**Assignment**.
Filter the entries down to the lines holding "Value", then copy those lines.

------ Entries provided

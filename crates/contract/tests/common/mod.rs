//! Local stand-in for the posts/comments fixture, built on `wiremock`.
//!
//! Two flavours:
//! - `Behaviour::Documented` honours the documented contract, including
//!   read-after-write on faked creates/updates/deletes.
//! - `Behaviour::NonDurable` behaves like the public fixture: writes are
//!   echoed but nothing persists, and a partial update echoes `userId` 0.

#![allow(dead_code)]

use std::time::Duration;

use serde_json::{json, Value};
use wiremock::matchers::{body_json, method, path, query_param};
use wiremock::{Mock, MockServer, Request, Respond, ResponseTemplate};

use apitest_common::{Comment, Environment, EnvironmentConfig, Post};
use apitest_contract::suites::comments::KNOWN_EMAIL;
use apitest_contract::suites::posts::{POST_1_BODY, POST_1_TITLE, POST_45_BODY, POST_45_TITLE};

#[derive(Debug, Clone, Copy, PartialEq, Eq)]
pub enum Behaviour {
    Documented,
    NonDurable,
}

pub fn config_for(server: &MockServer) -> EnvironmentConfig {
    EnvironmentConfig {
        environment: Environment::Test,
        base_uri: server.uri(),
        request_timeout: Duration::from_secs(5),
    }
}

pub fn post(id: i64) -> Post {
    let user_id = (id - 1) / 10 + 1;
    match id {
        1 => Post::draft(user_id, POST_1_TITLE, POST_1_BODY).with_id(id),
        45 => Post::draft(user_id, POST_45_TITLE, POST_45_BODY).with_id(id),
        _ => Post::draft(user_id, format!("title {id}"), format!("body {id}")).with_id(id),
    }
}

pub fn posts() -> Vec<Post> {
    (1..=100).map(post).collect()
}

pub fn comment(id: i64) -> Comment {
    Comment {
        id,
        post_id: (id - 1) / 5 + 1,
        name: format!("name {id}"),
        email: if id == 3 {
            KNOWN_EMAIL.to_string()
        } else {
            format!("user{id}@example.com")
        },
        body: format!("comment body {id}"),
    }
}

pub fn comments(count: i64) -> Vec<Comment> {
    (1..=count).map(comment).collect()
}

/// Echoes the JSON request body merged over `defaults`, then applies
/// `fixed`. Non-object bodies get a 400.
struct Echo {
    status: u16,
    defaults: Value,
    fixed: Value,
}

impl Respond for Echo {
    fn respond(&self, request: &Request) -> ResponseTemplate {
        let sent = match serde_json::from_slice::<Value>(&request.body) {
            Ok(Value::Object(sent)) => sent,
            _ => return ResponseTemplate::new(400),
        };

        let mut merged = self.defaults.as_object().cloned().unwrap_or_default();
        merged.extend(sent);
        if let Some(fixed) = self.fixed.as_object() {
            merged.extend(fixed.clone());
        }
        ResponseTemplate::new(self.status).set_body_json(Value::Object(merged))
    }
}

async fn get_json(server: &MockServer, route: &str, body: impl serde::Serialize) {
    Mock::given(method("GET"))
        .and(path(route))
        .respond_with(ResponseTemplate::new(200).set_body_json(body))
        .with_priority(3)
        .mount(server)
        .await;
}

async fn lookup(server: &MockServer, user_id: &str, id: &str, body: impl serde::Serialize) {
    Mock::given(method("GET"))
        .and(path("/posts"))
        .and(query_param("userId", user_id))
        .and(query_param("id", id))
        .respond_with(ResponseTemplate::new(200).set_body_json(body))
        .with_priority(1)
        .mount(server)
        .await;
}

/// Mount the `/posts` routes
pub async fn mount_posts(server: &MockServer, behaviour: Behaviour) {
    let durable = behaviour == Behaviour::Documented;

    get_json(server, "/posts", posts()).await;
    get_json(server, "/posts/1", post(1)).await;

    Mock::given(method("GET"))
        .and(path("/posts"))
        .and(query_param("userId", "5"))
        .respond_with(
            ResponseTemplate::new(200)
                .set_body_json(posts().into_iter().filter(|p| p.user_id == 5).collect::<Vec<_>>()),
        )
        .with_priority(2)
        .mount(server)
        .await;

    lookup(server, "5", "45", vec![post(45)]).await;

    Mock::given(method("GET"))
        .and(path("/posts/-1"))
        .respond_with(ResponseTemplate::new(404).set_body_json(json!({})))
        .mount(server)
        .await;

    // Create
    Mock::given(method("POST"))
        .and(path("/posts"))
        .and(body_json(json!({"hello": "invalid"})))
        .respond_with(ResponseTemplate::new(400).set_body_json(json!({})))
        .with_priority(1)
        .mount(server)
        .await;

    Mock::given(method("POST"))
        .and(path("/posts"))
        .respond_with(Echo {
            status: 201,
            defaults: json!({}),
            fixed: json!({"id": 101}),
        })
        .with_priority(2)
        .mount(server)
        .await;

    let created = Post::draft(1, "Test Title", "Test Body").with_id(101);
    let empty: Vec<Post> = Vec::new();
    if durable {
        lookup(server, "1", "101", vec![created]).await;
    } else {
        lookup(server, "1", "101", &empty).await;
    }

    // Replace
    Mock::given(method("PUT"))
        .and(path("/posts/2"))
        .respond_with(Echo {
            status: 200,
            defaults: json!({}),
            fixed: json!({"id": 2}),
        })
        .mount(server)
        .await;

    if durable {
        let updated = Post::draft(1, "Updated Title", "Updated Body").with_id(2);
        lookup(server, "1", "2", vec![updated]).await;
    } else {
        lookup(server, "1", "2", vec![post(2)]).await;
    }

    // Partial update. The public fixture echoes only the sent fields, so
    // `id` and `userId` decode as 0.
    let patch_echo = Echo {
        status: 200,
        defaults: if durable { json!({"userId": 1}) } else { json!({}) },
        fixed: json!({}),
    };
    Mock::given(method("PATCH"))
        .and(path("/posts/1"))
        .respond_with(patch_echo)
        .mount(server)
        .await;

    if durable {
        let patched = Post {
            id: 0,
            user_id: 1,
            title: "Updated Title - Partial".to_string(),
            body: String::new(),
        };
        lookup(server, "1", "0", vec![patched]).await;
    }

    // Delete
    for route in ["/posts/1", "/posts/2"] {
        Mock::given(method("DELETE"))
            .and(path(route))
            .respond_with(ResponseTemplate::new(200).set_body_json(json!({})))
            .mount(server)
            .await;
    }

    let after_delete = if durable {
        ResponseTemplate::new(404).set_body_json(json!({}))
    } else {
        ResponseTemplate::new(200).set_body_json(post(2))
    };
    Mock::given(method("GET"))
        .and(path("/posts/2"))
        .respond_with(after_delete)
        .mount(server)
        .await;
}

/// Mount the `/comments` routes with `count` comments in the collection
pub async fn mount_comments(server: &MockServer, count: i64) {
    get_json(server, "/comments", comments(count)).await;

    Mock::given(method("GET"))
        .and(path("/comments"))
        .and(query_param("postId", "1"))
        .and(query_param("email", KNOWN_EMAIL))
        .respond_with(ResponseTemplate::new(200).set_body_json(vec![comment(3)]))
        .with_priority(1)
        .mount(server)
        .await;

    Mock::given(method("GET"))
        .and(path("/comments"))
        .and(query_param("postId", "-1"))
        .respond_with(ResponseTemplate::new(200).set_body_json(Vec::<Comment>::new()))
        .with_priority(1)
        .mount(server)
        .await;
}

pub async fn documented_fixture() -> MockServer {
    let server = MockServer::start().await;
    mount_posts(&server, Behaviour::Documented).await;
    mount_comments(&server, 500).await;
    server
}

------------
------ Entries provided

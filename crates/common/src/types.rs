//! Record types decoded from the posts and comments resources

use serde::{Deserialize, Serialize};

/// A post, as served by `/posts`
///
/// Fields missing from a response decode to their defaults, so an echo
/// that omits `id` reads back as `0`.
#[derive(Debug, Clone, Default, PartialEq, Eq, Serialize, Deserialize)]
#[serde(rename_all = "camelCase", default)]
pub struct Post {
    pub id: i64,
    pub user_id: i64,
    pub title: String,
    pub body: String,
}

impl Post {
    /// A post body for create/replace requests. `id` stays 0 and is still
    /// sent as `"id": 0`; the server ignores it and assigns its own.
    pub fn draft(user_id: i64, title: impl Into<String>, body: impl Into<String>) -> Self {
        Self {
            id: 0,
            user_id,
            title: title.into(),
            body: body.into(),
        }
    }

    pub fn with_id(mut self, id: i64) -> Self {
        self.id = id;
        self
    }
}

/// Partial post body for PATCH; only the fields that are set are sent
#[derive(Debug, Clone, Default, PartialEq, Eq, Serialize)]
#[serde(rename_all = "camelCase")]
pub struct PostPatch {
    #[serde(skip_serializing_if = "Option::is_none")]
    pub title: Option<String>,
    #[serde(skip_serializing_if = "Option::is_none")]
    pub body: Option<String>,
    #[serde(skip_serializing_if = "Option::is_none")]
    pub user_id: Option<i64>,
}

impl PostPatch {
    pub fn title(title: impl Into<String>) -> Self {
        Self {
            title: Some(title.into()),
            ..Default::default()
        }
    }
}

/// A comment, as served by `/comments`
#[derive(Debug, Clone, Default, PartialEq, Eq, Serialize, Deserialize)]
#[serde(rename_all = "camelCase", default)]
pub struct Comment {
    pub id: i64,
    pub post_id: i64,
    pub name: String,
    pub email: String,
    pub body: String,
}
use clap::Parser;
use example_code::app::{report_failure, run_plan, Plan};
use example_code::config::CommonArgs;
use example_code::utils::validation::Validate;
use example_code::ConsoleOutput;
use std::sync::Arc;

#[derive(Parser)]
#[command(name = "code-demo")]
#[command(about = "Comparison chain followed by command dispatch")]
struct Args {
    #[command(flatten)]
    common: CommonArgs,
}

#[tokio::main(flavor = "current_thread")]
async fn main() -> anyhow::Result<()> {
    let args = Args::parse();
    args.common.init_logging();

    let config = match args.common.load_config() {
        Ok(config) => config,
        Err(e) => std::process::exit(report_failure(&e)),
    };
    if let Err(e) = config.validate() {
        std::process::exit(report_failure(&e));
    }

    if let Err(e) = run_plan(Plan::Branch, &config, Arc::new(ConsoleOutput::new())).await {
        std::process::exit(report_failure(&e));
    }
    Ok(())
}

------------

**Reply**.
use serde_json::{json, Value};
    defaults: Value,
    fixed: Value,
        let sent = match serde_json::from_slice::<Value>(&request.body) {
            Ok(Value::Object(sent)) => sent,
        ResponseTemplate::new(self.status).set_body_json(Value::Object(merged))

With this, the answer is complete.